Sunday, September 22, 2013

Sex Lords Rule the City

When I was in US Navy Nuclear Prototype (Nuke) School back in the mid-1980's, my roommates and I devised ways of remembering complex procedure steps for starting up and shutting down a nuclear reactor.  The four of us were reactor operator candidates studying in Idaho.  We lived in Pocatello and rode a bus 1.5 hours to the training facility and 1.5 hours back home after a 12-hour work day, usually 5 days per week, sometimes more if we had exams approaching.
One of our procedure mnemonics was "Sex lords rule the city.  Rude boys vow decadence must stop."  So we dubbed ourselves the sex lords.
One of my roommates was from Nebraska like me.  He is a unique combination of brilliance and bizarre.  I guess that usually goes hand-in-hand with his level of brilliance.
Another was from Colorado.  He is also brilliant.  He is also a man with a golden heart - a true prize of a human being.
The third roommate was, for a time, my best friend.  He is a Texan, a few years older than the typical nuke school kid, like me, and an avid outdoors man.  He used to guide expeditions in Alaska.  His camp was raided by grizzly bears.  He had to flee in a canoe in his underwear.  He had some great stories.  He's the only one of my three buddies I've lost touch with and I miss him.
Bob "Big Bootee" Bradley, if you read this, drop me a line.  Once a sex lord, always a sex lord.
The four of us were like brothers.  We loved to complain about the long hours and snotty instructors and drink beer and play our air guitars to YYZ.  We wrestled in the kitchen until our clothes were torn to shreds.  We had friends over on some weekends.  On other weekends our stark differences showed loud and clear.
JD, from Nebraska, liked to watch TV in his robe while eating instant mashed potatoes from the pan he cooked them in and drinking Boone's Farm wine.
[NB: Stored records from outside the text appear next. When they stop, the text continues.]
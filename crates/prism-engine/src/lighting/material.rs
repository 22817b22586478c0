use glam::Vec3;

/// Phong reflectance of a surface.
///
/// `shininess` is the specular exponent (not the 0..1 fraction found in the
/// classic OpenGL tables; presets are already scaled by 128).
#[derive(Debug, Copy, Clone, PartialEq)]
pub struct Material {
    pub ambient: Vec3,
    pub diffuse: Vec3,
    pub specular: Vec3,
    pub shininess: f32,
}

const fn m(ambient: [f32; 3], diffuse: [f32; 3], specular: [f32; 3], shininess_fraction: f32) -> Material {
    Material {
        ambient: Vec3::from_array(ambient),
        diffuse: Vec3::from_array(diffuse),
        specular: Vec3::from_array(specular),
        shininess: shininess_fraction * 128.0,
    }
}

impl Material {
    pub const EMERALD: Self = m([0.0215, 0.1745, 0.0215], [0.07568, 0.61424, 0.07568], [0.633, 0.727811, 0.633], 0.6);
    pub const JADE: Self = m([0.135, 0.2225, 0.1575], [0.54, 0.89, 0.63], [0.316228, 0.316228, 0.316228], 0.1);
    pub const OBSIDIAN: Self = m([0.05375, 0.05, 0.06625], [0.18275, 0.17, 0.22525], [0.332741, 0.328634, 0.346435], 0.3);
    pub const PEARL: Self = m([0.25, 0.20725, 0.20725], [1.0, 0.829, 0.829], [0.296648, 0.296648, 0.296648], 0.088);
    pub const RUBY: Self = m([0.1745, 0.01175, 0.01175], [0.61424, 0.04136, 0.04136], [0.727811, 0.626959, 0.626959], 0.6);
    pub const TURQUOISE: Self = m([0.1, 0.18725, 0.1745], [0.396, 0.74151, 0.69102], [0.297254, 0.30829, 0.306678], 0.1);
    pub const BRASS: Self = m([0.329412, 0.223529, 0.027451], [0.780392, 0.568627, 0.113725], [0.992157, 0.941176, 0.807843], 0.21794872);
    pub const BRONZE: Self = m([0.2125, 0.1275, 0.054], [0.714, 0.4284, 0.18144], [0.393548, 0.271906, 0.166721], 0.2);
    pub const CHROME: Self = m([0.25, 0.25, 0.25], [0.4, 0.4, 0.4], [0.774597, 0.774597, 0.774597], 0.6);
    pub const COPPER: Self = m([0.19125, 0.0735, 0.0225], [0.7038, 0.27048, 0.0828], [0.256777, 0.137622, 0.086014], 0.1);
    pub const GOLD: Self = m([0.24725, 0.1995, 0.0745], [0.75164, 0.60648, 0.22648], [0.628281, 0.555802, 0.366065], 0.4);
    pub const SILVER: Self = m([0.19225, 0.19225, 0.19225], [0.50754, 0.50754, 0.50754], [0.508273, 0.508273, 0.508273], 0.4);
    pub const BLACK_PLASTIC: Self = m([0.0, 0.0, 0.0], [0.01, 0.01, 0.01], [0.5, 0.5, 0.5], 0.25);
    pub const CYAN_PLASTIC: Self = m([0.0, 0.1, 0.06], [0.0, 0.50980392, 0.50980392], [0.50196078, 0.50196078, 0.50196078], 0.25);
    pub const GREEN_PLASTIC: Self = m([0.0, 0.0, 0.0], [0.1, 0.35, 0.1], [0.45, 0.55, 0.45], 0.25);
    pub const RED_PLASTIC: Self = m([0.0, 0.0, 0.0], [0.5, 0.0, 0.0], [0.7, 0.6, 0.6], 0.25);
    pub const WHITE_PLASTIC: Self = m([0.0, 0.0, 0.0], [0.55, 0.55, 0.55], [0.7, 0.7, 0.7], 0.25);
    pub const YELLOW_PLASTIC: Self = m([0.0, 0.0, 0.0], [0.5, 0.5, 0.0], [0.6, 0.6, 0.5], 0.25);
    pub const BLACK_RUBBER: Self = m([0.02, 0.02, 0.02], [0.01, 0.01, 0.01], [0.4, 0.4, 0.4], 0.078125);
    pub const CYAN_RUBBER: Self = m([0.0, 0.05, 0.05], [0.4, 0.5, 0.5], [0.04, 0.7, 0.7], 0.078125);
    pub const GREEN_RUBBER: Self = m([0.0, 0.05, 0.0], [0.4, 0.5, 0.4], [0.04, 0.7, 0.04], 0.078125);
    pub const RED_RUBBER: Self = m([0.05, 0.0, 0.0], [0.5, 0.4, 0.4], [0.7, 0.04, 0.04], 0.078125);
    pub const WHITE_RUBBER: Self = m([0.05, 0.05, 0.05], [0.5, 0.5, 0.5], [0.7, 0.7, 0.7], 0.078125);
    pub const YELLOW_RUBBER: Self = m([0.05, 0.05, 0.0], [0.5, 0.5, 0.4], [0.7, 0.7, 0.04], 0.078125);

    /// Named presets, in table order.
    pub const PRESETS: &'static [(&'static str, Material)] = &[
        ("emerald", Self::EMERALD),
        ("jade", Self::JADE),
        ("obsidian", Self::OBSIDIAN),
        ("pearl", Self::PEARL),
        ("ruby", Self::RUBY),
        ("turquoise", Self::TURQUOISE),
        ("brass", Self::BRASS),
        ("bronze", Self::BRONZE),
        ("chrome", Self::CHROME),
        ("copper", Self::COPPER),
        ("gold", Self::GOLD),
        ("silver", Self::SILVER),
        ("black_plastic", Self::BLACK_PLASTIC),
        ("cyan_plastic", Self::CYAN_PLASTIC),
        ("green_plastic", Self::GREEN_PLASTIC),
        ("red_plastic", Self::RED_PLASTIC),
        ("white_plastic", Self::WHITE_PLASTIC),
        ("yellow_plastic", Self::YELLOW_PLASTIC),
        ("black_rubber", Self::BLACK_RUBBER),
        ("cyan_rubber", Self::CYAN_RUBBER),
        ("green_rubber", Self::GREEN_RUBBER),
        ("red_rubber", Self::RED_RUBBER),
        ("white_rubber", Self::WHITE_RUBBER),
        ("yellow_rubber", Self::YELLOW_RUBBER),
    ];

    /// Looks up a preset by name. Case-insensitive; spaces and dashes are
    /// accepted in place of underscores (`"Black Rubber"`, `"black-rubber"`).
    pub fn preset(name: &str) -> Option<Material> {
        let wanted: String = name
            .trim()
            .chars()
            .map(|c| if c == ' ' || c == '-' { '_' } else { c.to_ascii_lowercase() })
            .collect();

        Self::PRESETS
            .iter()
            .find(|(preset, _)| *preset == wanted)
            .map(|(_, material)| *material)
    }

    /// A flat material whose ambient/diffuse share one color.
    pub fn solid(color: Vec3, specular: f32, shininess: f32) -> Self {
        Self {
            ambient: color,
            diffuse: color,
            specular: Vec3::splat(specular),
            shininess,
        }
    }
}

impl Default for Material {
    fn default() -> Self {
        Self::solid(Vec3::new(1.0, 0.5, 0.31), 0.5, 32.0)
    }
}

#[cfg(test)]
mod tests {
    use super::*;

    #[test]
    fn preset_lookup_normalizes_names() {
        assert_eq!(Material::preset("gold"), Some(Material::GOLD));
        assert_eq!(Material::preset("  Black Rubber "), Some(Material::BLACK_RUBBER));
        assert_eq!(Material::preset("cyan-plastic"), Some(Material::CYAN_PLASTIC));
        assert_eq!(Material::preset("unobtainium"), None);
    }

    #[test]
    fn preset_names_are_unique() {
        for (i, (a, _)) in Material::PRESETS.iter().enumerate() {
            for (b, _) in &Material::PRESETS[i + 1..] {
                assert_ne!(a, b);
            }
        }
    }

    #[test]
    fn shininess_is_scaled_to_an_exponent() {
        assert_eq!(Material::EMERALD.shininess, 0.6 * 128.0);
        assert_eq!(Material::BLACK_RUBBER.shininess, 10.0);
        assert!(Material::PRESETS.iter().all(|(_, m)| m.shininess >= 1.0));
    }

    #[test]
    fn reflectance_stays_in_unit_range() {
        for (name, mat) in Material::PRESETS {
            for v in [mat.ambient, mat.diffuse, mat.specular] {
                assert!(v.min_element() >= 0.0 && v.max_element() <= 1.0, "{name}");
            }
        }
    }
}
Thomas from Colorado liked to sleep all weekend.  Big Bootee and I liked to venture out camping, fishing, skiing, and exploring the Idaho wilderness.
On our outings we frequently had a third wheel named John Lightfoot.  We called him Power Pusty.  He liked to fish in nothing but hip waders and drink Coors beer.  Power Pusty was the son of a preacher.  He must have been brilliant like JD, because he was one crazy SOB.
I miss all those guys and the adventure and the camaraderie.  Maybe that's why ex-Navy nukes that get operator jobs at commercial nuclear plants develop close friendships - they have so much in common.  They're all sex lords of sorts.  Once a sex lord, always a sex lord.